Goal of the exercise
Copy each line of the records that includes "readable".

-------

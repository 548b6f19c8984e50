/// Output format enumeration for comparison reports
///
/// This enum represents the supported report formats. It belongs in the
/// application layer as both the CLI (inbound adapter) and formatters
/// (outbound adapters) need to understand it.
#[derive(Debug, Clone, Copy, PartialEq, Eq, Default)]
pub enum OutputFormat {
    /// Human-readable Markdown format (default)
    #[default]
    Markdown,
    /// Machine-readable JSON format
    Json,
}

impl std::str::FromStr for OutputFormat {
    type Err = String;

    fn from_str(s: &str) -> Result<Self, Self::Err> {
        match s.to_lowercase().as_str() {
            "json" => Ok(OutputFormat::Json),
            "markdown" | "md" => Ok(OutputFormat::Markdown),
            _ => Err(format!(
                "Invalid format: {}. Please specify 'json' or 'markdown'",
                s
            )),
        }
    }
}

impl std::fmt::Display for OutputFormat {
    fn fmt(&self, f: &mut std::fmt::Formatter<'_>) -> std::fmt::Result {
        match self {
            OutputFormat::Json => write!(f, "json"),
            OutputFormat::Markdown => write!(f, "markdown"),
        }
    }
}

#[cfg(test)]
mod tests {
    use super::*;
    use std::str::FromStr;

    #[test]
    fn test_output_format_from_str_json_case_insensitive() {
        assert_eq!(OutputFormat::from_str("JSON").unwrap(), OutputFormat::Json);
        assert_eq!(OutputFormat::from_str("Json").unwrap(), OutputFormat::Json);
    }

    #[test]
    fn test_output_format_from_str_md() {
        assert_eq!(OutputFormat::from_str("md").unwrap(), OutputFormat::Markdown);
        assert_eq!(
            OutputFormat::from_str("markdown").unwrap(),
            OutputFormat::Markdown
        );
    }

    #[test]
    fn test_output_format_from_str_invalid() {
        let err = OutputFormat::from_str("xml").unwrap_err();
        assert!(err.contains("Invalid format: xml"));
    }

    #[test]
    fn test_output_format_default_and_display() {
        assert_eq!(OutputFormat::default(), OutputFormat::Markdown);
        assert_eq!(OutputFormat::Json.to_string(), "json");
    }
}
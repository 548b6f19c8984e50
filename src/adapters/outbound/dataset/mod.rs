/// Vendor dataset adapters
///
/// The compiled-in dataset and external files share one parser, so both go
/// through the same schema checks and default resolution.
mod embedded;
mod file_repository;
mod parser;

pub use embedded::EmbeddedDatasetRepository;
pub use file_repository::FileDatasetRepository;
pub use parser::{DatasetFormat, DatasetParser};
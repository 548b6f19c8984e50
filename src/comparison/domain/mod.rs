pub mod configuration;
pub mod dataset;
pub mod metric;
pub mod report_metadata;
pub mod result;
pub mod vendor;

pub use configuration::{
    AnalysisConfiguration, ConfigurationInput, ConfigurationIssue, Industry, OrgSize, Region,
};
pub use dataset::{RawDataset, VendorDataset};
pub use metric::{Comparison, Metric, Payback};
pub use report_metadata::ReportMetadata;
pub use result::{
    AggregationOutcome, BusinessValue, CalculationResult, ComparisonReport, ComplianceMetrics,
    FinancialAnalysis, FrameworkScore, MaturityLevel, OperationalMetrics, ProjectionYear,
    Recommendation, RecommendationScore, RiskMetrics, RoiMetrics, ScenarioOutcome,
    SensitivityAnalysis, TimelineMetrics, Tco, TcoBreakdown, YearlyCost, ZeroTrustAssessment,
};
pub use vendor::{
    Complexity, CoverageLevel, Deployment, FeatureValue, Framework, FrameworkSupport,
    PricingModel, VendorId, VendorRecord,
};
/// Formatter adapters for the comparison report formats
mod json_formatter;
mod markdown_formatter;

pub use json_formatter::JsonFormatter;
pub use markdown_formatter::MarkdownFormatter;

-------

Finished task
    /// Human-readable Markdown format (default)
    /// Machine-readable JSON format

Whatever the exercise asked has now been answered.